The Iger-Pod

The most important aspect of the splashy introduction last week of Apple’s video iPod wasn’t the fact that Steve Jobs was rolling out yet another cool Apple gizmo. It was the programming pact he brokered with Walt Disney’s new boss, Bob Iger. This deal is more Hollywood than Silicon Valley.

The agreement will let consumers download a ton of stuff from the Disney library, including such hit ABC shows as Lost and Desperate Housewives the day after their initial runs—for $1.99. This is a watershed moment. By launching this service with a raft of hot shows (so much in the cable video-on-demand universe is second-tier goods), the Apple/Disney arrangement declared itself a serious business from day one.

This deal opens the floodgates for countless other programming distribution models. How long before everybody else follows Disney’s lead? I’ve heard that all the major players, from NBC Universal to Viacom to News Corp., have already been approached. And they’re no doubt contemplating plenty of alternatives to the iPod. Last week, DishTV parent EchoStar unveiled its own portable digital video recorder, dubbed the PocketDish, another indication that the industry powers-that-be realize they must give viewers what they want, when, where and how they want it.
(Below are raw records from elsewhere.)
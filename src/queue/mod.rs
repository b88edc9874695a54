//! Bounded job queue with per-scope coalescing.
//!
//! NOT thread safe. The queue does no locking of its own; callers that share
//! it must serialize access themselves (see `analysis::session`).

use crate::models::{Job, ProjectId};
use std::collections::VecDeque;
use thiserror::Error;

/// Errors returned by queue operations.
#[derive(Debug, Error, PartialEq, Eq)]
pub enum QueueError {
    /// No coalescing match and the queue is full.
    #[error("job queue is full (capacity {capacity})")]
    NoCapacity { capacity: usize },

    /// Dequeue on an empty queue.
    #[error("job queue is empty")]
    Empty,

    /// The job violates a queue precondition.
    #[error("invalid job: {0}")]
    InvalidJob(String),
}

/// FIFO queue of pending analysis jobs for a single project.
#[derive(Debug)]
pub struct JobQueue {
    project: ProjectId,
    capacity: usize,
    jobs: VecDeque<Job>,
}

impl JobQueue {
    /// Default maximum number of queued jobs.
    pub const CAPACITY: usize = 5;

    pub fn new(project: ProjectId) -> Self {
        Self::with_capacity(project, Self::CAPACITY)
    }

    pub fn with_capacity(project: ProjectId, capacity: usize) -> Self {
        Self {
            project,
            capacity,
            jobs: VecDeque::with_capacity(capacity),
        }
    }

    /// Queues a job, merging it into a queued job for the same scope if there is one.
    pub fn queue(&mut self, job: Job) -> Result<(), QueueError> {
        self.enqueue(job, true)
    }

    /// Queues a job.
    ///
    /// With `coalesce`, the first queued job with the same scope is replaced in
    /// place by the merge of both, without consulting capacity. Otherwise the
    /// job is appended, failing with [`QueueError::NoCapacity`] when full.
    pub fn enqueue(&mut self, job: Job, coalesce: bool) -> Result<(), QueueError> {
        if job.project() != &self.project {
            return Err(QueueError::InvalidJob(format!(
                "job belongs to a different project: {}",
                job.project()
            )));
        }
        if job.files().is_empty() {
            return Err(QueueError::InvalidJob("no files to analyze".to_string()));
        }

        if coalesce {
            if let Some(slot) = self.jobs.iter_mut().find(|j| j.scope() == job.scope()) {
                *slot = Job::merge(slot, &job);
                return Ok(());
            }
        }

        if self.jobs.len() >= self.capacity {
            return Err(QueueError::NoCapacity {
                capacity: self.capacity,
            });
        }

        self.jobs.push_back(job);
        Ok(())
    }

    /// Removes and returns the oldest job.
    ///
    /// Callers are expected to check [`JobQueue::len`] first.
    pub fn dequeue(&mut self) -> Result<Job, QueueError> {
        self.jobs.pop_front().ok_or(QueueError::Empty)
    }

    pub fn len(&self) -> usize {
        self.jobs.len()
    }

    pub fn is_empty(&self) -> bool {
        self.jobs.is_empty()
    }

    pub fn capacity(&self) -> usize {
        self.capacity
    }

    pub fn project(&self) -> &ProjectId {
        &self.project
    }

    /// Queued jobs in dequeue order.
    pub fn iter(&self) -> impl Iterator<Item = &Job> {
        self.jobs.iter()
    }

    pub fn clear(&mut self) {
        self.jobs.clear();
    }
}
It’s of particular interest that Iger & Co. is the one leading the charge from the content side. The deal with Apple is a 180-degree turn from the control-freak way the House of Mouse used to approach distribution of its product. Under former Chairman Michael Eisner, it is unlikely Disney would have ever entered into such an arrangement, where it ceded this much control of the distribution of its precious brands. Instead, Eisner launched MovieLink, Disney’s ill-fated attempt to be both programmer and distributor in the pay-per-view digital universe.

That Iger has emerged as a paragon of innovation will come as a shock to many industry folk. On Oct. 1, the day he assumed control of the Magic Kingdom, Iger hinted that such a deal was in the offing in a Wall Street Journal article, where he talked about selling ABC hit shows along some kind of iTunes model. He even raised the possibility of simultaneously releasing movies in cinemas and on DVDs.

When the piece appeared, the conventional wisdom was that Iger was just floating ideas—public-relations stuff that a rookie CEO says to signal he’s a man of vision. There has always been a lot of ambivalence toward Iger in the media; like his old boss, Eisner, he has tended to exhibit a situational relationship with the truth when speaking to the press. But less than two weeks after the Journal story, Iger put his words into action with the announcement of the Apple pact.

It’s a delight to see the leader of one of the world’s mega media companies take such a bold step. For years, Iger labored as a highly compensated underling, first working in the shadow of his bosses Tom Murphy and Dan Burke at Capital Cities/ABC, where he was derisively referred to by some there as “the night clerk.”

In 1994, Murphy and Burke, mere months before they sold their empire to Disney, let Iger engineer a then-groundbreaking $100 million programming partnership with Steven Spielberg, David Geffen, and Jeffrey Katzenberg’s then recently launched DreamWorks SKG.

I’ve heard the tale that, after the deal was announced, Eisner was enraged that Iger hadn’t given him a heads-up about an impending high-profile deal involving his arch enemy and Disney refugee Katzenberg. Iger is said to have responded to Eisner, “I don’t work for you.” True enough. But that changed when Disney bought CapCities. For the next decade, Eisner never let Iger forget for a minute whom he was working for.

Now Iger’s the lead Mouseketeer, and his deal with Apple makes it clear that, at Disney, it won’t be business as usual anymore. And that’s good news.